- [EXERCISE DESCRIPTION] Where does the string "WorkTimeJob" appear in the records? Copy every line that contains it.

+++ ENTRIES SHOWN

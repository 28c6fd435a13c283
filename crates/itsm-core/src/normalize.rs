//! Total, non-panicking conversions for heterogeneous upstream field encodings.
//!
//! Every function here degrades to a default or `None` on malformed input; a
//! bad field must never abort ingestion of the record it belongs to.

use chrono::{DateTime, Utc};
use serde_json::Value as JsonValue;
use thiserror::Error;

#[derive(Debug, Clone, PartialEq, Eq, Error)]
pub enum NormalizeError {
    #[error("record has no usable id")]
    MissingId,
}

/// Walk a tree of optional maps. `None` as soon as a segment is missing or not
/// a map, or when the leaf is null.
pub fn get_nested<'a>(value: &'a JsonValue, path: &[&str]) -> Option<&'a JsonValue> {
    let mut cur = value;
    for segment in path {
        cur = cur.as_object()?.get(*segment)?;
    }
    (!cur.is_null()).then_some(cur)
}

pub fn get_nested_or<'a>(value: &'a JsonValue, path: &[&str], default: &'a JsonValue) -> &'a JsonValue {
    get_nested(value, path).unwrap_or(default)
}

/// Scalar-to-string, accepting the numeric ids some payloads carry.
pub fn value_to_string(value: &JsonValue) -> Option<String> {
    match value {
        JsonValue::String(s) => Some(s.clone()),
        JsonValue::Number(n) => Some(n.to_string()),
        JsonValue::Bool(b) => Some(b.to_string()),
        _ => None,
    }
}

/// Non-blank text at `path`, trimmed.
pub fn nested_text(value: &JsonValue, path: &[&str]) -> Option<String> {
    get_nested(value, path)
        .and_then(value_to_string)
        .and_then(text_or_none)
}

pub fn text_or_none(value: String) -> Option<String> {
    let trimmed = value.trim();
    if trimmed.is_empty() {
        None
    } else {
        Some(trimmed.to_string())
    }
}

pub fn round_half_up(value: f64) -> i64 {
    if !value.is_finite() {
        return 0;
    }
    (value + 0.5).floor() as i64
}

/// Duration in whole minutes from any of the encodings upstream uses.
///
/// Numbers are minutes. Strings are numeric minutes, `MM:SS` or `HH:MM:SS`.
/// Seconds become fractional minutes before rounding half-up. Anything else
/// is 0.
pub fn parse_duration(raw: &JsonValue) -> i64 {
    match raw {
        JsonValue::Number(n) => n.as_f64().map(round_half_up).unwrap_or(0),
        JsonValue::String(s) => parse_duration_str(s),
        _ => 0,
    }
}

pub fn parse_duration_str(raw: &str) -> i64 {
    let raw = raw.trim();
    if raw.is_empty() {
        return 0;
    }
    let minutes = if raw.contains(':') {
        colon_minutes(raw)
    } else {
        raw.parse::<f64>().ok()
    };
    minutes.map(round_half_up).unwrap_or(0)
}

fn colon_minutes(raw: &str) -> Option<f64> {
    let parts = raw
        .split(':')
        .map(|part| part.trim().parse::<f64>().ok())
        .collect::<Option<Vec<_>>>()?;
    match parts.as_slice() {
        [minutes, seconds] => Some(minutes + seconds / 60.0),
        [hours, minutes, seconds] => Some(hours * 60.0 + minutes + seconds / 60.0),
        _ => None,
    }
}

/// Epoch milliseconds as number or numeric string. Non-positive is absent.
pub fn parse_epoch_millis(raw: &JsonValue) -> Option<DateTime<Utc>> {
    let millis = match raw {
        JsonValue::Number(n) => n.as_i64().or_else(|| finite_as_i64(n.as_f64()?)),
        JsonValue::String(s) => {
            let s = s.trim();
            s.parse::<i64>()
                .ok()
                .or_else(|| finite_as_i64(s.parse::<f64>().ok()?))
        }
        _ => None,
    }?;
    millis_to_datetime(millis)
}

fn finite_as_i64(value: f64) -> Option<i64> {
    value.is_finite().then_some(value as i64)
}

pub fn millis_to_datetime(millis: i64) -> Option<DateTime<Utc>> {
    if millis <= 0 {
        return None;
    }
    DateTime::from_timestamp_millis(millis)
}

/// Boolean flag that may arrive as a JSON bool or as `"true"`/`"false"`.
pub fn flag_value(raw: Option<&JsonValue>) -> Option<bool> {
    match raw? {
        JsonValue::Bool(b) => Some(*b),
        JsonValue::String(s) => {
            let s = s.trim();
            if s.eq_ignore_ascii_case("true") {
                Some(true)
            } else if s.eq_ignore_ascii_case("false") {
                Some(false)
            } else {
                None
            }
        }
        _ => None,
    }
}

pub fn coerce_flag(raw: Option<&JsonValue>) -> bool {
    flag_value(raw).unwrap_or(false)
}

pub fn is_terminal_status(status: &str) -> bool {
    let status = status.trim();
    status.eq_ignore_ascii_case("resolved") || status.eq_ignore_ascii_case("closed")
}

pub fn truncate_chars(value: &str, max: usize) -> String {
    value.chars().take(max).collect()
}

/// Whole minutes, truncated toward zero.
pub fn minutes_between(from: DateTime<Utc>, to: DateTime<Utc>) -> i64 {
    (to - from).num_minutes()
}

/// Hours rounded to two decimals.
pub fn hours_between(from: DateTime<Utc>, to: DateTime<Utc>) -> f64 {
    let hours = (to - from).num_milliseconds() as f64 / 3_600_000.0;
    (hours * 100.0).round() / 100.0
}

/// Lifecycle timestamps a derived metric may be computed from.
#[derive(Debug, Clone, Default, PartialEq)]
pub struct TicketTimes {
    pub created_at: Option<DateTime<Utc>>,
    pub responded_at: Option<DateTime<Utc>>,
    pub resolved_at: Option<DateTime<Utc>>,
    pub completed_at: Option<DateTime<Utc>>,
    pub status_terminal: bool,
}

/// One named way of deriving a metric; yields `None` when it does not apply.
#[derive(Debug, Clone, Copy)]
pub struct TimeStrategy<T> {
    pub name: &'static str,
    pub derive: fn(&TicketTimes) -> Option<T>,
}

pub const RESPONSE_TIME_STRATEGIES: &[TimeStrategy<i64>] = &[TimeStrategy {
    name: "responded_time",
    derive: response_from_responded,
}];

pub const RESOLVE_TIME_STRATEGIES: &[TimeStrategy<f64>] = &[
    TimeStrategy {
        name: "resolved_time",
        derive: resolve_from_resolved,
    },
    TimeStrategy {
        name: "completed_time_when_terminal",
        derive: resolve_from_completed,
    },
];

fn response_from_responded(times: &TicketTimes) -> Option<i64> {
    Some(minutes_between(times.created_at?, times.responded_at?))
}

fn resolve_from_resolved(times: &TicketTimes) -> Option<f64> {
    Some(hours_between(times.created_at?, times.resolved_at?))
}

fn resolve_from_completed(times: &TicketTimes) -> Option<f64> {
    if !times.status_terminal {
        return None;
    }
    Some(hours_between(times.created_at?, times.completed_at?))
}

/// First strategy that yields a value, with its name.
pub fn first_match<T>(strategies: &[TimeStrategy<T>], times: &TicketTimes) -> Option<(&'static str, T)> {
    strategies
        .iter()
        .find_map(|strategy| (strategy.derive)(times).map(|v| (strategy.name, v)))
}

pub fn response_time_minutes(times: &TicketTimes) -> Option<i64> {
    first_match(RESPONSE_TIME_STRATEGIES, times).map(|(_, v)| v)
}

pub fn resolve_time_hours(times: &TicketTimes) -> Option<f64> {
    first_match(RESOLVE_TIME_STRATEGIES, times).map(|(_, v)| v)
}

#[cfg(test)]
mod tests {
    use super::*;
    use chrono::TimeZone;
    use serde_json::json;

    fn at(h: u32, m: u32) -> DateTime<Utc> {
        Utc.with_ymd_and_hms(2026, 1, 10, h, m, 0).single().unwrap()
    }

    #[test]
    fn duration_numeric_minutes_round_half_up() {
        assert_eq!(parse_duration(&json!(90)), 90);
        assert_eq!(parse_duration(&json!(90.4)), 90);
        assert_eq!(parse_duration(&json!(90.5)), 91);
    }

    #[test]
    fn duration_strings() {
        assert_eq!(parse_duration(&json!("90.5")), 91);
        assert_eq!(parse_duration(&json!("0")), 0);
        assert_eq!(parse_duration(&json!("2:30")), 3);
        assert_eq!(parse_duration(&json!("1:02:03")), 62);
    }

    #[test]
    fn duration_is_total() {
        assert_eq!(parse_duration(&JsonValue::Null), 0);
        assert_eq!(parse_duration(&json!("soon")), 0);
        assert_eq!(parse_duration(&json!("1:2:3:4")), 0);
        assert_eq!(parse_duration(&json!("a:30")), 0);
        assert_eq!(parse_duration(&json!("NaN")), 0);
        assert_eq!(parse_duration(&json!({"value": 5})), 0);
        assert_eq!(parse_duration(&json!([1, 2])), 0);
        assert_eq!(parse_duration(&json!(true)), 0);
    }

    #[test]
    fn nested_lookup_stops_at_missing_or_non_map_segments() {
        let v = json!({"status": {"name": "Open"}, "technician": null, "tags": ["a"]});
        assert_eq!(get_nested(&v, &["status", "name"]), Some(&json!("Open")));
        assert_eq!(get_nested(&v, &["status", "missing"]), None);
        assert_eq!(get_nested(&v, &["technician", "name"]), None);
        assert_eq!(get_nested(&v, &["technician"]), None);
        assert_eq!(get_nested(&v, &["tags", "0"]), None);
        assert_eq!(get_nested(&json!("scalar"), &["a"]), None);

        let fallback = json!("Medium");
        assert_eq!(get_nested_or(&v, &["priority", "name"], &fallback), &fallback);
    }

    #[test]
    fn nested_text_accepts_numeric_ids_and_skips_blank() {
        let v = json!({"account": {"id": 1207, "name": "  "}});
        assert_eq!(nested_text(&v, &["account", "id"]).as_deref(), Some("1207"));
        assert_eq!(nested_text(&v, &["account", "name"]), None);
    }

    #[test]
    fn epoch_millis_from_number_or_string() {
        let expected = Utc.with_ymd_and_hms(2026, 1, 1, 0, 0, 0).single().unwrap();
        assert_eq!(parse_epoch_millis(&json!(1_767_225_600_000_i64)), Some(expected));
        assert_eq!(parse_epoch_millis(&json!("1767225600000")), Some(expected));
        assert_eq!(parse_epoch_millis(&json!(0)), None);
        assert_eq!(parse_epoch_millis(&json!("-1")), None);
        assert_eq!(parse_epoch_millis(&json!("yesterday")), None);
    }

    #[test]
    fn flags_coerce_strings() {
        assert!(coerce_flag(Some(&json!(true))));
        assert!(coerce_flag(Some(&json!("TRUE"))));
        assert!(!coerce_flag(Some(&json!("false"))));
        assert!(!coerce_flag(Some(&json!(1))));
        assert!(!coerce_flag(None));
    }

    #[test]
    fn response_time_needs_both_ends() {
        let mut times = TicketTimes {
            created_at: Some(at(8, 0)),
            ..Default::default()
        };
        assert_eq!(response_time_minutes(&times), None);
        times.responded_at = Some(at(8, 45));
        assert_eq!(response_time_minutes(&times), Some(45));
    }

    #[test]
    fn resolve_time_prefers_resolved_over_completed() {
        let times = TicketTimes {
            created_at: Some(at(8, 0)),
            resolved_at: Some(at(10, 30)),
            completed_at: Some(at(12, 0)),
            status_terminal: true,
            ..Default::default()
        };
        assert_eq!(first_match(RESOLVE_TIME_STRATEGIES, &times), Some(("resolved_time", 2.5)));
    }

    #[test]
    fn completed_time_only_counts_for_terminal_status() {
        let mut times = TicketTimes {
            created_at: Some(at(8, 0)),
            completed_at: Some(at(9, 20)),
            ..Default::default()
        };
        assert_eq!(resolve_time_hours(&times), None);
        times.status_terminal = true;
        assert_eq!(resolve_time_hours(&times), Some(1.33));
    }

    #[test]
    fn title_truncation_respects_char_boundaries() {
        assert_eq!(truncate_chars("lỗi mạng", 3), "lỗi");
    }
}
use std::collections::HashMap;
use std::sync::atomic::{AtomicUsize, Ordering};
use std::sync::{Arc, Mutex};
use std::time::Duration;

use axum::extract::{Query, State};
use axum::http::{HeaderMap, StatusCode};
use axum::response::{IntoResponse, Response};
use axum::routing::get;
use axum::{Json, Router};
use itsm_sources::{ApiSource, ApiSourceConfig, RawRecord, SourceError, TicketSource};
use itsm_storage::BackoffPolicy;
use serde_json::{json, Value};

#[derive(Default)]
struct Upstream {
    total: usize,
    /// `start_index` values answered with the paired status instead of data.
    failures: HashMap<usize, (StatusCode, usize)>,
    requests: AtomicUsize,
    seen_start_indexes: Mutex<Vec<usize>>,
    seen_tokens: Mutex<Vec<String>>,
}

async fn requests_handler(
    State(upstream): State<Arc<Upstream>>,
    headers: HeaderMap,
    Query(params): Query<HashMap<String, String>>,
) -> Response {
    upstream.requests.fetch_add(1, Ordering::SeqCst);
    if let Some(token) = headers.get("authtoken").and_then(|v| v.to_str().ok()) {
        upstream.seen_tokens.lock().unwrap().push(token.to_string());
    }

    let input: Value = serde_json::from_str(params.get("input_data").map(String::as_str).unwrap_or("{}")).unwrap();
    let row_count = input["list_info"]["row_count"].as_u64().unwrap() as usize;
    let start_index = input["list_info"]["start_index"].as_u64().unwrap() as usize;
    upstream.seen_start_indexes.lock().unwrap().push(start_index);

    if let Some((status, remaining)) = upstream.failures.get(&start_index) {
        let seen = upstream
            .seen_start_indexes
            .lock()
            .unwrap()
            .iter()
            .filter(|s| **s == start_index)
            .count();
        if seen <= *remaining {
            return (*status, "upstream unavailable").into_response();
        }
    }

    let first = start_index - 1;
    let last = (first + row_count).min(upstream.total);
    let requests = (first..last)
        .map(|i| json!({"id": (1000 + i).to_string(), "subject": format!("Ticket {i}")}))
        .collect::<Vec<_>>();
    Json(json!({"requests": requests, "list_info": {"has_more_rows": last < upstream.total}})).into_response()
}

async fn spawn_upstream(upstream: Arc<Upstream>) -> String {
    let app = Router::new()
        .route("/api/v3/requests", get(requests_handler))
        .with_state(upstream);
    let listener = tokio::net::TcpListener::bind("127.0.0.1:0").await.unwrap();
    let addr = listener.local_addr().unwrap();
    tokio::spawn(async move {
        axum::serve(listener, app).await.unwrap();
    });
    format!("http://{addr}/api/v3")
}

fn source(base_url: String, page_size: usize, max_pages: usize) -> ApiSource {
    let config = ApiSourceConfig {
        base_url,
        api_key: Some("test-token".into()),
        page_size,
        max_pages,
        timeout: Duration::from_secs(5),
        backoff: BackoffPolicy::none(),
    };
    ApiSource::from_config(&config).unwrap().unwrap()
}

fn ids(records: &[RawRecord]) -> Vec<String> {
    records
        .iter()
        .map(|r| match r {
            RawRecord::Api(v) => v["id"].as_str().unwrap().to_string(),
            RawRecord::Relational(_) => panic!("unexpected relational record"),
        })
        .collect()
}

#[tokio::test]
async fn stops_on_short_page_and_sends_auth_header() {
    let upstream = Arc::new(Upstream { total: 5, ..Upstream::default() });
    let base = spawn_upstream(upstream.clone()).await;

    let records = source(base, 2, 20).fetch().await.unwrap();

    assert_eq!(ids(&records), vec!["1000", "1001", "1002", "1003", "1004"]);
    assert_eq!(*upstream.seen_start_indexes.lock().unwrap(), vec![1, 3, 5]);
    assert!(upstream.seen_tokens.lock().unwrap().iter().all(|t| t == "test-token"));
}

#[tokio::test]
async fn page_budget_bounds_the_fetch() {
    let upstream = Arc::new(Upstream { total: 50, ..Upstream::default() });
    let base = spawn_upstream(upstream.clone()).await;

    let records = source(base, 2, 3).fetch().await.unwrap();

    assert_eq!(records.len(), 6);
    assert_eq!(upstream.requests.load(Ordering::SeqCst), 3);
}

#[tokio::test]
async fn empty_first_page_yields_no_records() {
    let upstream = Arc::new(Upstream::default());
    let base = spawn_upstream(upstream.clone()).await;

    let records = source(base, 10, 20).fetch().await.unwrap();

    assert!(records.is_empty());
    assert_eq!(upstream.requests.load(Ordering::SeqCst), 1);
}

#[tokio::test]
async fn first_page_failure_fails_the_fetch() {
    let upstream = Arc::new(Upstream {
        total: 10,
        failures: HashMap::from([(1, (StatusCode::UNAUTHORIZED, usize::MAX))]),
        ..Upstream::default()
    });
    let base = spawn_upstream(upstream).await;

    let err = source(base, 2, 20).fetch().await.unwrap_err();

    assert!(matches!(err, SourceError::Http(_)));
}

#[tokio::test]
async fn later_page_failure_keeps_collected_records() {
    let upstream = Arc::new(Upstream {
        total: 10,
        failures: HashMap::from([(5, (StatusCode::INTERNAL_SERVER_ERROR, usize::MAX))]),
        ..Upstream::default()
    });
    let base = spawn_upstream(upstream).await;

    let records = source(base, 2, 20).fetch().await.unwrap();

    assert_eq!(ids(&records), vec!["1000", "1001", "1002", "1003"]);
}

#[tokio::test]
async fn transient_server_errors_are_retried() {
    let upstream = Arc::new(Upstream {
        total: 1,
        failures: HashMap::from([(1, (StatusCode::SERVICE_UNAVAILABLE, 1))]),
        ..Upstream::default()
    });
    let base = spawn_upstream(upstream.clone()).await;
    let config = ApiSourceConfig {
        base_url: base,
        api_key: Some("test-token".into()),
        page_size: 10,
        max_pages: 20,
        timeout: Duration::from_secs(5),
        backoff: BackoffPolicy {
            max_retries: 2,
            base_delay: Duration::from_millis(5),
            max_delay: Duration::from_millis(20),
        },
    };

    let records = ApiSource::from_config(&config).unwrap().unwrap().fetch().await.unwrap();

    assert_eq!(records.len(), 1);
    assert_eq!(upstream.requests.load(Ordering::SeqCst), 2);
}
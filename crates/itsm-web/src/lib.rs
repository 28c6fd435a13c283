//! Control surface: manual sync triggers, sync status and health.

use std::future::Future;
use std::sync::Arc;

use axum::{
    extract::State,
    http::StatusCode,
    response::{IntoResponse, Response},
    routing::{get, post},
    Json, Router,
};
use chrono::{DateTime, Utc};
use itsm_sync::{SyncOrchestrator, WorkTimeJob};
use serde::Serialize;
use tokio::net::TcpListener;
use tracing::{info, warn};

pub const CRATE_NAME: &str = "itsm-web";

pub const SERVICE_NAME: &str = "ITSM Ticket Sync";

#[derive(Clone)]
pub struct AppState {
    pub orchestrator: Arc<SyncOrchestrator>,
    pub started_at: DateTime<Utc>,
}

impl AppState {
    pub fn new(orchestrator: Arc<SyncOrchestrator>) -> Self {
        Self {
            orchestrator,
            started_at: Utc::now(),
        }
    }
}

#[derive(Debug, Serialize)]
struct HealthDocument {
    status: &'static str,
    service: &'static str,
    mode: &'static str,
    store: &'static str,
    tickets: Option<i64>,
    uptime_seconds: i64,
    last_sync_success: Option<bool>,
    last_sync_finished_at: Option<DateTime<Utc>>,
}

pub fn app(state: AppState) -> Router {
    Router::new()
        .route("/api/report/sync", post(trigger_sync_handler))
        .route("/api/report/sync/status", get(sync_status_handler))
        .route("/api/report/monitoring", get(monitoring_handler))
        .route("/api/time-spent/sync", post(time_spent_sync_handler))
        .with_state(Arc::new(state))
}

/// Serve until `shutdown` resolves.
pub async fn serve(
    state: AppState,
    port: u16,
    shutdown: impl Future<Output = ()> + Send + 'static,
) -> anyhow::Result<()> {
    let listener = TcpListener::bind(("0.0.0.0", port)).await?;
    info!(port, "control surface listening");
    axum::serve(listener, app(state))
        .with_graceful_shutdown(shutdown)
        .await?;
    Ok(())
}

async fn trigger_sync_handler(State(state): State<Arc<AppState>>) -> Response {
    let orchestrator = Arc::clone(&state.orchestrator);
    tokio::spawn(async move {
        orchestrator.run_once().await;
    });
    (
        StatusCode::ACCEPTED,
        Json(serde_json::json!({"message": "Sync started in background"})),
    )
        .into_response()
}

/// Runs inline and answers with the job result.
async fn time_spent_sync_handler(State(state): State<Arc<AppState>>) -> Response {
    let result = state.orchestrator.work_time().run(WorkTimeJob::TimeSpent).await;
    Json(result).into_response()
}

async fn sync_status_handler(State(state): State<Arc<AppState>>) -> Response {
    Json(state.orchestrator.status().await).into_response()
}

async fn monitoring_handler(State(state): State<Arc<AppState>>) -> Response {
    let store = state.orchestrator.store();
    let tickets = match store.count_tickets().await {
        Ok(n) => Some(n),
        Err(err) => {
            warn!(error = %err, "store health check failed");
            None
        }
    };
    let last_run = state.orchestrator.status().await.last_run;

    let doc = HealthDocument {
        status: if tickets.is_some() { "healthy" } else { "degraded" },
        service: SERVICE_NAME,
        mode: if state.orchestrator.is_mock() { "mock" } else { "live" },
        store: store.backend(),
        tickets,
        uptime_seconds: (Utc::now() - state.started_at).num_seconds(),
        last_sync_success: last_run.as_ref().map(|r| r.success),
        last_sync_finished_at: last_run.as_ref().map(|r| r.finished_at),
    };
    let status = if doc.tickets.is_some() {
        StatusCode::OK
    } else {
        StatusCode::SERVICE_UNAVAILABLE
    };
    (status, Json(doc)).into_response()
}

++++++

- [TASK RESULT]
use itsm_sync::{SyncOrchestrator, WorkTimeJob};
    let result = state.orchestrator.work_time().run(WorkTimeJob::TimeSpent).await;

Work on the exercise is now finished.